In the wake of the Great Recession, North Carolina borrowed funds from the federal government to pay for the citizens’ unemployment insurance. Now, the state is cutting benefits to help pay back that debt.

At the beginning of February, a bill was introduced in the N.C. House to reduce unemployment insurance from a maximum of $535 to $350 a week. Gov. Pat McCrory signed the bill into law on Feb. 19.

The effects of the bill will manifest most poignantly in counties with high unemployment rates, including Alamance County. In November 2012, the county reported an 8.9 percent unemployment rate.

To earn unemployment benefits, a person has to have worked full-time for at least 26 weeks, the reason they lost their job cannot be their fault and they must be actively searching for work. Some unemployed people experience the “Discouraged Worker Effect,” where some people drop out of the workforce altogether because their benefits have run out.

“Now this group that’s not getting benefits anymore, they might just drop off and stop looking for work,” said Mark Kurt, assistant professor of economics at Elon University. “I’m kind of anticipating that we’re going to have some more discouraged workers in North Carolina as a result of this.”

Loaves & Fishes, a non-profit food pantry in Alamance County where many Elon students volunteer, works with unemployed people in the area to budget their current funds and work on getting their GED, in addition to providing groceries.

While the maximum unemployment payout in North Carolina was $535, the typical unemployed person who comes to Loves & Fishes received between $200-$300 a week, according to Brenda Allen, executive director of Loaves & Fishes.

Allen said most people she talks to use their unemployment insurance to keep their home and other belongings. Food is often a secondary consideration.

“Typically that will help to pay their rent, some of their utilities,” she said. “Certainly not their food, but their utilities and car payments and insurance. A lot of things have to go unpaid.”

In addition to cutting the size of payments, the bill trimmed duration of unemployment benefits from 26 weeks to between 12-20 weeks, depending on a person’s previous income.

“It’s losing more than just going from $500 a week to $350 for a family,” Kurt said. “Everyone who’s on unemployment is losing, potentially, some of the benefits, but also they’re losing the unemployment insurance because the duration has been cut shorter. I crunched the number and that could potentially affect 40 percent of unemployed people in North Carolina.”

For people in the Alamance-Burlington area, these cuts will make up a significant cut to the income they receive, and Allen said people who come to Loaves & Fishes talk about the coming cuts every day.

“They cry and they say ‘I don’t know what I’m going to do,’ ‘I’d be better off dead,’” Allen said. “There are no jobs here. For the people that we typically see here, they can’t afford to drive to Chapel Hill or Greensboro. They need a job that’s close by where they live.”

Because of the cuts to unemployment benefits, the $2.5 billion borrowed by the state for unemployment insurance is projected to be repaid by 2015. Without the cuts, the debt would likely be repaid by 2018. Each year the debt goes unpaid, unemployment taxes on employers increase by $21.

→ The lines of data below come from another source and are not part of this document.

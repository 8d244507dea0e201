use crate::application::read_models::ReportReadModel;
use crate::shared::Result;

/// ReportFormatter port for rendering the finished report
///
/// This port abstracts the rendering of the categorized report read model
/// into its final textual representation.
pub trait ReportFormatter {
    /// Formats the report read model into output text
    ///
    /// # Errors
    /// Returns an error if rendering fails
    fn format(&self, model: &ReportReadModel) -> Result<String>;
}
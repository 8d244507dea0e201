use std::collections::HashMap;

/// Accumulating map from a dependency name to the packages that depend on it.
///
/// Entries are created on first insertion, so a package with no recorded
/// dependers is simply absent rather than present with an empty list.
/// Depender lists preserve insertion order and may contain duplicates;
/// deduplication and sorting happen at report-build time.
#[derive(Debug, Clone, Default, PartialEq)]
pub struct DependencyMap {
    entries: HashMap<String, Vec<String>>,
}

impl DependencyMap {
    pub fn new() -> Self {
        Self::default()
    }

    /// Records that `depender` depends on `dependency`.
    pub fn push_depender(&mut self, dependency: &str, depender: String) {
        self.entries
            .entry(dependency.to_string())
            .or_default()
            .push(depender);
    }

    pub fn iter(&self) -> impl Iterator<Item = (&String, &Vec<String>)> {
        self.entries.iter()
    }

    pub fn dependers_of(&self, dependency: &str) -> Option<&[String]> {
        self.entries.get(dependency).map(|v| v.as_slice())
    }

    pub fn len(&self) -> usize {
        self.entries.len()
    }

    pub fn is_empty(&self) -> bool {
        self.entries.is_empty()
    }
}
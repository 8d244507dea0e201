/// Formatters for rendering the report read model
mod text_formatter;

pub use text_formatter::PlainTextFormatter;
/// Console adapters for progress reporting
mod progress_reporter;

pub use progress_reporter::{SilentProgressReporter, StderrProgressReporter};
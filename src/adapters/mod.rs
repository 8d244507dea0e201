/// Adapters implementing the outbound ports
pub mod outbound;
use crate::ports::outbound::OutputPresenter;
use crate::shared::error::ReportError;
use crate::shared::Result;
use std::fs;
use std::io::{self, Write};
use std::path::{Path, PathBuf};

/// FileSystemWriter adapter for writing the report to a file
///
/// Implements the OutputPresenter port for file output. The write is a full
/// overwrite of the destination; no partial file is guaranteed consistent on
/// failure.
pub struct FileSystemWriter {
    output_path: PathBuf,
}

impl FileSystemWriter {
    pub fn new(output_path: PathBuf) -> Self {
        Self { output_path }
    }

    /// Validates that the parent directory exists before writing
    fn validate_parent_directory(&self) -> Result<()> {
        if let Some(parent) = self.output_path.parent() {
            if !parent.exists() && parent != Path::new("") {
                return Err(ReportError::FileWriteError {
                    path: self.output_path.clone(),
                    details: format!("Parent directory does not exist: {}", parent.display()),
                }
                .into());
            }
        }
        Ok(())
    }
}

impl OutputPresenter for FileSystemWriter {
    fn present(&self, content: &str) -> Result<()> {
        self.validate_parent_directory()?;

        fs::write(&self.output_path, content).map_err(|e| ReportError::FileWriteError {
            path: self.output_path.clone(),
            details: e.to_string(),
        })?;

        eprintln!("✅ Report written to: {}", self.output_path.display());
        Ok(())
    }
}

/// StdoutPresenter adapter for writing the report to stdout
pub struct StdoutPresenter;

impl StdoutPresenter {
    pub fn new() -> Self {
        Self
    }
}

impl Default for StdoutPresenter {
    fn default() -> Self {
        Self::new()
    }
}

impl OutputPresenter for StdoutPresenter {
    fn present(&self, content: &str) -> Result<()> {
        io::stdout()
            .write_all(content.as_bytes())
            .map_err(|e| anyhow::anyhow!("Failed to write to stdout: {}", e))?;
        Ok(())
    }
}
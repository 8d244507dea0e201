use async_trait::async_trait;
use pacrev::prelude::*;
use std::collections::HashMap;

/// Mock PackageQuery for testing
///
/// Reverse-dependency entries mirror the port contract: a package with no
/// configured entry behaves like a failed or empty lookup.
pub struct MockPackageQuery {
    explicit: Vec<String>,
    reverse: HashMap<String, Vec<String>>,
    should_fail: bool,
}

impl MockPackageQuery {
    pub fn new(explicit: &[&str]) -> Self {
        Self {
            explicit: explicit.iter().map(|s| s.to_string()).collect(),
            reverse: HashMap::new(),
            should_fail: false,
        }
    }

    pub fn with_reverse_deps(mut self, package: &str, dependers: &[&str]) -> Self {
        self.reverse.insert(
            package.to_string(),
            dependers.iter().map(|s| s.to_string()).collect(),
        );
        self
    }

    pub fn with_failure() -> Self {
        Self {
            explicit: Vec::new(),
            reverse: HashMap::new(),
            should_fail: true,
        }
    }
}

#[async_trait]
impl PackageQuery for MockPackageQuery {
    async fn explicit_packages(&self) -> Result<Vec<String>> {
        if self.should_fail {
            return Err(ReportError::PackageListUnavailable {
                details: "mock package listing failure".to_string(),
            }
            .into());
        }
        Ok(self.explicit.clone())
    }

    async fn reverse_dependencies(&self, package: &str) -> Vec<String> {
        self.reverse.get(package).cloned().unwrap_or_default()
    }
}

“The unemployment insurance liability that they’ll have to pay per employee wouldn’t be as high as it could have been,” Kurt said. “So that makes them more willing to hire somebody, especially if their liability is going to be higher because of lowered benefits.”

Part of the law McCrory signed also includes a raise in unemployment taxes, mainly by removing a law that said “positive balanced” companies paid no unemployment tax, to help pay back the debt. Between 1992 and 2000, North Carolina cut unemployment taxes multiple times to its current 1.2 percent rate.

“If you cut revenues, that’s going to lower the reserve account that they have available to pay out unemployment claims,” Kurt said. “Also, North Carolina has very high unemployment. Through the recession, we’ve faired worse than the average in the U.S. as a whole. We’re doing worse right now than Michigan.”

For the people Allen works with, these cuts represent a loss of income and a sudden need to find some other way to supplement their income until they find a job.

“There’s only a certain amount of time that you can rely on friends and family to help with utilities,” she said. “They have to have a job or have some income or get into some sort of federal or state funded program, or they end up on the street, or at a shelter or on the railroad tracks.”